## Problem to solve
Write out, word for word, the part of the listing below that opens with the line containing "if let Err(e)" and closes with the line containing "settings.tick().await;", keeping both of those lines and adding no others.

## Task data
####

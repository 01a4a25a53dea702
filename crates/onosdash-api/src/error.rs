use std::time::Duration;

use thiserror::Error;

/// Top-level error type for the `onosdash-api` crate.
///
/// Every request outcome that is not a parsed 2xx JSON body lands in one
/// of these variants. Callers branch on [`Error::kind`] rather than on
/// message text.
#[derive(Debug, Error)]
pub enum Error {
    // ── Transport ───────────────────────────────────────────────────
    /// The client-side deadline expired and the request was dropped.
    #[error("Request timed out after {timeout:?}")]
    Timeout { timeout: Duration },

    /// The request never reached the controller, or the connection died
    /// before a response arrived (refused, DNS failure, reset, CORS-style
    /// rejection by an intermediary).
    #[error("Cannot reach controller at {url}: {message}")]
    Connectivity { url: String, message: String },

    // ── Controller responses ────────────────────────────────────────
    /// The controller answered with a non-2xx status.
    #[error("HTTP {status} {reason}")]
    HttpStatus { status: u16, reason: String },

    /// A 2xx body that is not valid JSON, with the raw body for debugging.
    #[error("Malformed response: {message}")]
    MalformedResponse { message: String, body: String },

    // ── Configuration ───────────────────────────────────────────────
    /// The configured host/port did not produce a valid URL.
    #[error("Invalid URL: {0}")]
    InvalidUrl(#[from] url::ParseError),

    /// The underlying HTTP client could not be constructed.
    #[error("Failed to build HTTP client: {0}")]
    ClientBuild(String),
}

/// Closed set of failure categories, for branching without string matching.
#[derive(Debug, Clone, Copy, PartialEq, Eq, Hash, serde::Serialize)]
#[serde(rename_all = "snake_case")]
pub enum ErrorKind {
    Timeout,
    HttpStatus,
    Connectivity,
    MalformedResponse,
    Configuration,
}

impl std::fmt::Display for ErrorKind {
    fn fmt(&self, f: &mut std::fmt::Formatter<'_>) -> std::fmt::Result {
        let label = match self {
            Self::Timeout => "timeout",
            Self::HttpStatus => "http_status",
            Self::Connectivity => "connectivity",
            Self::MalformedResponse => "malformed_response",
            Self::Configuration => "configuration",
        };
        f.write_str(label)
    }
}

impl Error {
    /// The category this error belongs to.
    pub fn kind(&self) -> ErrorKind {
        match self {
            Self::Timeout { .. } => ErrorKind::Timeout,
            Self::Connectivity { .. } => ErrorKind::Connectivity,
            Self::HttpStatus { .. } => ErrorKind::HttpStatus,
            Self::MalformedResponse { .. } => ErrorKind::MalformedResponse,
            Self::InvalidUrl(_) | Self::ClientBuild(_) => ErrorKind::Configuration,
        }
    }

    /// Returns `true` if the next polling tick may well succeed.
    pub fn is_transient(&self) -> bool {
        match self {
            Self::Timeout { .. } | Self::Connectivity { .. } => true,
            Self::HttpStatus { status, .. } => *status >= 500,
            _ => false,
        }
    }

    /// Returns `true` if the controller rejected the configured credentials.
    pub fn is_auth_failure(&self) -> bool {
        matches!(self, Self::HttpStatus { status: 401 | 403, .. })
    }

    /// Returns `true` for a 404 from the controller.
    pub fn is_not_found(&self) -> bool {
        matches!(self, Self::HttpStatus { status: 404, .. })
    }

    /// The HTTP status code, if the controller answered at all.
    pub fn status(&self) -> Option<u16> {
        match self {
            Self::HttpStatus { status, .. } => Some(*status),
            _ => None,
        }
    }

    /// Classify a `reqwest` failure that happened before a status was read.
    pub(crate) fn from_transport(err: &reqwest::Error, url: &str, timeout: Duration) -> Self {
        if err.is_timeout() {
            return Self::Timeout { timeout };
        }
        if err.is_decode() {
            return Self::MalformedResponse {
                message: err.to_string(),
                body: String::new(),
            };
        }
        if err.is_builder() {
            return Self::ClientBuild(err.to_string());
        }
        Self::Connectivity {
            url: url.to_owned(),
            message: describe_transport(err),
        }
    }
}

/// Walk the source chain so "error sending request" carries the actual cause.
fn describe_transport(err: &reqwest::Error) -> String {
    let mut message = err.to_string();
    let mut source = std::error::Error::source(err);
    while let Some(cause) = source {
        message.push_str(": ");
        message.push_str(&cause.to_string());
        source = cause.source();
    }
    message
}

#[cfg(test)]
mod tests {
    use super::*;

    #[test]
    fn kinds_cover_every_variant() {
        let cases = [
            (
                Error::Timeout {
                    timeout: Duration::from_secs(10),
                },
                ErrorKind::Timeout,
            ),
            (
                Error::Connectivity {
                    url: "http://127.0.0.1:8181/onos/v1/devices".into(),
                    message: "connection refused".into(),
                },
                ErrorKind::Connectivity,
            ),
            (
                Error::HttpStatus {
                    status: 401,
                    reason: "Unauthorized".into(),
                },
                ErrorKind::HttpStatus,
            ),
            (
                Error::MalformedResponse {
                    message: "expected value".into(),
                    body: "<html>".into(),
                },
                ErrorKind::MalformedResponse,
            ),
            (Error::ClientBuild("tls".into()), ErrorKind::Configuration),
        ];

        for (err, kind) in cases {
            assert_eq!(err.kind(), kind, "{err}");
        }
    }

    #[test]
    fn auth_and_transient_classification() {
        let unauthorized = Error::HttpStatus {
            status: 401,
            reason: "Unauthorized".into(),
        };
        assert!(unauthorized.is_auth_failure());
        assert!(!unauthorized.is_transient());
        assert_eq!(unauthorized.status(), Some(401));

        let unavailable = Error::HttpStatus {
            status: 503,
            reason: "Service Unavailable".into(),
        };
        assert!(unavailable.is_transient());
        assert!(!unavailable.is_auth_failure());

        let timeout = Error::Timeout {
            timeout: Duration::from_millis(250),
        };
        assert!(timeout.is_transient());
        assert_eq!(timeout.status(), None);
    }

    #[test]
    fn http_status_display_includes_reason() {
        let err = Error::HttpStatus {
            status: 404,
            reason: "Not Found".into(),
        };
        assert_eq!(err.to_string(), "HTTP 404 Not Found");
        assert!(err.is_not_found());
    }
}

####

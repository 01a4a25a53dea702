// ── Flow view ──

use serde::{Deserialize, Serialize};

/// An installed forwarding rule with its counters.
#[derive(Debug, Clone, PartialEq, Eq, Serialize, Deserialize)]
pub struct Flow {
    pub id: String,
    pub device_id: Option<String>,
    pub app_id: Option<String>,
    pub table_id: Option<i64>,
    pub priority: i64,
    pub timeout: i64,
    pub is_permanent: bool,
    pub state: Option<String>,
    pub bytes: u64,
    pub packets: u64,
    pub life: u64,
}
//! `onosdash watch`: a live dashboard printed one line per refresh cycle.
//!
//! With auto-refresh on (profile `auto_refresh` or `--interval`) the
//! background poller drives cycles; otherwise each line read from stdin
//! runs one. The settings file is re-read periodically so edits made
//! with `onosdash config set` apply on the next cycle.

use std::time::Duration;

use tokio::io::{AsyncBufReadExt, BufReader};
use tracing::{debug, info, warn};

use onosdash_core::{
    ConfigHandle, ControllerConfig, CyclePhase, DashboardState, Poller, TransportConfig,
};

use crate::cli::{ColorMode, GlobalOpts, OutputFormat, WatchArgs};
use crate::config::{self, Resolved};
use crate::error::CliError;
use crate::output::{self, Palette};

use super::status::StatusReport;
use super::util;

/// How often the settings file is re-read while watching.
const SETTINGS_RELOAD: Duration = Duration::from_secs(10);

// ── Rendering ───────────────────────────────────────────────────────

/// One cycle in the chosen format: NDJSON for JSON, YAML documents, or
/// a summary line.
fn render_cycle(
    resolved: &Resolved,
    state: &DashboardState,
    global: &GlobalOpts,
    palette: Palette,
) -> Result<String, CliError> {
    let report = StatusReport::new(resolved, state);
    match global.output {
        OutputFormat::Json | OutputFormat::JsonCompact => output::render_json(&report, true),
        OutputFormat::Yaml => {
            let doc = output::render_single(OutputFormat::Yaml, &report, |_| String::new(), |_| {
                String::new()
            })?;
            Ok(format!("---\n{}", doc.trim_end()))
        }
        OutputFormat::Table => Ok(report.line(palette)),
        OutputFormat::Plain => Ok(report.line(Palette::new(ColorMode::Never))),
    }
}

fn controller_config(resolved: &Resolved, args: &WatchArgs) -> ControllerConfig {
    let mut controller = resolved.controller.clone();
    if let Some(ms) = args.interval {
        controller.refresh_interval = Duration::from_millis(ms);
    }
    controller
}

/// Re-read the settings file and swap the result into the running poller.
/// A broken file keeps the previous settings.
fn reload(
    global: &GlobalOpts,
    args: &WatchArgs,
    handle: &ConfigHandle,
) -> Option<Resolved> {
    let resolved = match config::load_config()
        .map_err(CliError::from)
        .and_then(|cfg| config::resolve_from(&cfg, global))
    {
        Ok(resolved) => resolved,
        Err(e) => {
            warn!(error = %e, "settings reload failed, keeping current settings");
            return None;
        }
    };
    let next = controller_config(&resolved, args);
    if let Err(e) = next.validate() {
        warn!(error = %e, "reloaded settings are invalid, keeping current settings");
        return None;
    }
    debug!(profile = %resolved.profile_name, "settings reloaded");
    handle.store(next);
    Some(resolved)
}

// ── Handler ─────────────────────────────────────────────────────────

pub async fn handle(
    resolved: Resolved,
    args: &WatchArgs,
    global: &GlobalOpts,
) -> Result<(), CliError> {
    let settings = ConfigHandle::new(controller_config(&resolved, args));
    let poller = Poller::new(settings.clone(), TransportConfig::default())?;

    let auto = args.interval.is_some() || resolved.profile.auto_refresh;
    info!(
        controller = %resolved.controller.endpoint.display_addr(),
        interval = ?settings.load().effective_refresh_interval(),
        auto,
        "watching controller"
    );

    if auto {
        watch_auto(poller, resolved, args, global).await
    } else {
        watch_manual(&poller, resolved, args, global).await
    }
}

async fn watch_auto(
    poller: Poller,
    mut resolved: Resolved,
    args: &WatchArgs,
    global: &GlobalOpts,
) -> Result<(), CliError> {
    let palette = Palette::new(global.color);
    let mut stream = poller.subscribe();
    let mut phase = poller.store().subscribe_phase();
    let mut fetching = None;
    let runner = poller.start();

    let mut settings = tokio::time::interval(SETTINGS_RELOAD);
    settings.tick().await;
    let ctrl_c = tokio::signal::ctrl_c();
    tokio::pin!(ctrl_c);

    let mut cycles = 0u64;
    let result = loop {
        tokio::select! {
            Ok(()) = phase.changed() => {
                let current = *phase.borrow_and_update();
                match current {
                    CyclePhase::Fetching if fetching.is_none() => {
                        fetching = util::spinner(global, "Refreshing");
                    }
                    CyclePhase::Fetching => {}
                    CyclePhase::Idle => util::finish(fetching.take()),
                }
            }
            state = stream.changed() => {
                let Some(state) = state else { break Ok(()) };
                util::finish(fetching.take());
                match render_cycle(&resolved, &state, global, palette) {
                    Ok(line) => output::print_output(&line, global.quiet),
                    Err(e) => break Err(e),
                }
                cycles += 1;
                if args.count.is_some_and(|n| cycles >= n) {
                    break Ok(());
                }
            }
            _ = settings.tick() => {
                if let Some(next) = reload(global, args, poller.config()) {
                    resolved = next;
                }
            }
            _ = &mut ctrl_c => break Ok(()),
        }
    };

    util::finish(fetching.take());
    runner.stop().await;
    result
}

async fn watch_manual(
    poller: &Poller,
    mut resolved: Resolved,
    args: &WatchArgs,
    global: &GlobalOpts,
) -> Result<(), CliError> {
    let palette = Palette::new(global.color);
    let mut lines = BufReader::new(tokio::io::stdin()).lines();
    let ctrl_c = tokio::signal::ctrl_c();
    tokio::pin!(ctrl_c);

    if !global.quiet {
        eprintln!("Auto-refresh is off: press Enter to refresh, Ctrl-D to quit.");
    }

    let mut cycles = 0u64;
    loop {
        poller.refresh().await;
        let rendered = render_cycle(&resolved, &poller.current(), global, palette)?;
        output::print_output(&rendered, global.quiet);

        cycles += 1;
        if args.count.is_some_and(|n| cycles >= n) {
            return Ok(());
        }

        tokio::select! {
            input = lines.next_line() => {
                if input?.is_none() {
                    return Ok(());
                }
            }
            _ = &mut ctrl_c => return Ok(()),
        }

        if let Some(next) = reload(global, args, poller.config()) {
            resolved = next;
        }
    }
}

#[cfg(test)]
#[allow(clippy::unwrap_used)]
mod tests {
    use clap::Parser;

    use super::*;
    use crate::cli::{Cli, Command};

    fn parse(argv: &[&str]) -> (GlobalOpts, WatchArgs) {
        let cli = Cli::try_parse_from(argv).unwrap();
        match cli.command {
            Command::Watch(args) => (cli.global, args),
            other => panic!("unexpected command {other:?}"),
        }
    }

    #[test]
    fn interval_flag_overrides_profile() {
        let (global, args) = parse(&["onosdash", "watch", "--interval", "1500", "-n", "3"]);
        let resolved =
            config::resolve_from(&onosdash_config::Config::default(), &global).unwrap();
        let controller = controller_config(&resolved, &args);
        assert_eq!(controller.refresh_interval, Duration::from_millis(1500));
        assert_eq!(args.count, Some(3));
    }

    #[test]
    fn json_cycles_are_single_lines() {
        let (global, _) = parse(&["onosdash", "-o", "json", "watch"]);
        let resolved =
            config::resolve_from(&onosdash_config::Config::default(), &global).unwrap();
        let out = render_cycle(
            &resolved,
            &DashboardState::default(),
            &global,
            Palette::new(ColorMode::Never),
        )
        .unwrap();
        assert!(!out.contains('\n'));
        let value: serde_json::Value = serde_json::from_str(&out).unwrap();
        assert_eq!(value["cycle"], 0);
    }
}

####

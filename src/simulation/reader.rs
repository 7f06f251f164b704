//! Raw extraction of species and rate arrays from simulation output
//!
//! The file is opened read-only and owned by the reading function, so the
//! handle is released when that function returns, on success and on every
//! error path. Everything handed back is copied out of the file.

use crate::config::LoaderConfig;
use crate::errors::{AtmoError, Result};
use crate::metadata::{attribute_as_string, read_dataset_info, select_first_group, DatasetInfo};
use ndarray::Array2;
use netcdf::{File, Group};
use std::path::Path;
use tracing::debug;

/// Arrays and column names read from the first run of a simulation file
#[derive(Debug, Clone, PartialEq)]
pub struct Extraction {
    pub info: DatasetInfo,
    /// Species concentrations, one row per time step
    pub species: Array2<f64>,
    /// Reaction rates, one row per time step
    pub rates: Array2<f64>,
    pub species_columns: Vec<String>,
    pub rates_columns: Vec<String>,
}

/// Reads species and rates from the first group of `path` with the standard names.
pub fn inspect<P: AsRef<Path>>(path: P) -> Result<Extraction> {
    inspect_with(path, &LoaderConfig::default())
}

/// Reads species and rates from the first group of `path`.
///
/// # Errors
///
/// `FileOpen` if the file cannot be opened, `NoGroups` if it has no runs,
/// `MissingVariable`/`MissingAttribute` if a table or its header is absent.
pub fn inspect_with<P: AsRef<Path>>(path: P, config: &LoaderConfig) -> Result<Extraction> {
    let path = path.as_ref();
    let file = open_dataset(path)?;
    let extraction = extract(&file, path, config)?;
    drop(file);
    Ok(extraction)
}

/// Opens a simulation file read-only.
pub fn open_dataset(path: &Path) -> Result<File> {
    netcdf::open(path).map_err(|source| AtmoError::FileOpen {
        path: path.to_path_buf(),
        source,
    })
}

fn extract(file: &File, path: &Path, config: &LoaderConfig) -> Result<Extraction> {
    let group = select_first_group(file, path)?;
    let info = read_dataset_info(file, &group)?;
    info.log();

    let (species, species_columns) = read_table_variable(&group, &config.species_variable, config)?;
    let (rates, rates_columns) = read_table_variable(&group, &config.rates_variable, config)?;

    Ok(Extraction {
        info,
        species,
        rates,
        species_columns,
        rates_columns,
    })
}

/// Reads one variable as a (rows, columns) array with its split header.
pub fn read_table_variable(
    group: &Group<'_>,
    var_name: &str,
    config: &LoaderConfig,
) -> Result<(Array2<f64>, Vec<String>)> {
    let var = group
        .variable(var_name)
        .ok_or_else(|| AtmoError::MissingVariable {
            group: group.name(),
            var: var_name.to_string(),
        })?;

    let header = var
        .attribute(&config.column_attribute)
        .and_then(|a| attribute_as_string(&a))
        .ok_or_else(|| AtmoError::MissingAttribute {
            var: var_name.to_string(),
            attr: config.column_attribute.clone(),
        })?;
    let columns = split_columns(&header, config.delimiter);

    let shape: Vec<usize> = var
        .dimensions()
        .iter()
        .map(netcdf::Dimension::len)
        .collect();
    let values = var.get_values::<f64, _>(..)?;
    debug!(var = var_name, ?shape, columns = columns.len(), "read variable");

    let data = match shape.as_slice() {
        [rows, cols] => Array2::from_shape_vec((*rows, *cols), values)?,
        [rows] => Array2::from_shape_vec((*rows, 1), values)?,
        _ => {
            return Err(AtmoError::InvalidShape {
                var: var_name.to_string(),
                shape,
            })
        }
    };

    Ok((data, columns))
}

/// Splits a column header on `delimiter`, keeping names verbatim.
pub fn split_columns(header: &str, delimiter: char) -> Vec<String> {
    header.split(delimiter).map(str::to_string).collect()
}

####

## Output of the exercise
    if let Err(e) = next.validate() {
        warn!(error = %e, "reloaded settings are invalid, keeping current settings");
        return None;
    }
    debug!(profile = %resolved.profile_name, "settings reloaded");
    handle.store(next);
    Some(resolved)
}

// ── Handler ─────────────────────────────────────────────────────────

pub async fn handle(
    resolved: Resolved,
    args: &WatchArgs,
    global: &GlobalOpts,
) -> Result<(), CliError> {
    let settings = ConfigHandle::new(controller_config(&resolved, args));
    let poller = Poller::new(settings.clone(), TransportConfig::default())?;

    let auto = args.interval.is_some() || resolved.profile.auto_refresh;
    info!(
        controller = %resolved.controller.endpoint.display_addr(),
        interval = ?settings.load().effective_refresh_interval(),
        auto,
        "watching controller"
    );

    if auto {
        watch_auto(poller, resolved, args, global).await
    } else {
        watch_manual(&poller, resolved, args, global).await
    }
}

async fn watch_auto(
    poller: Poller,
    mut resolved: Resolved,
    args: &WatchArgs,
    global: &GlobalOpts,
) -> Result<(), CliError> {
    let palette = Palette::new(global.color);
    let mut stream = poller.subscribe();
    let mut phase = poller.store().subscribe_phase();
    let mut fetching = None;
    let runner = poller.start();

    let mut settings = tokio::time::interval(SETTINGS_RELOAD);
    settings.tick().await;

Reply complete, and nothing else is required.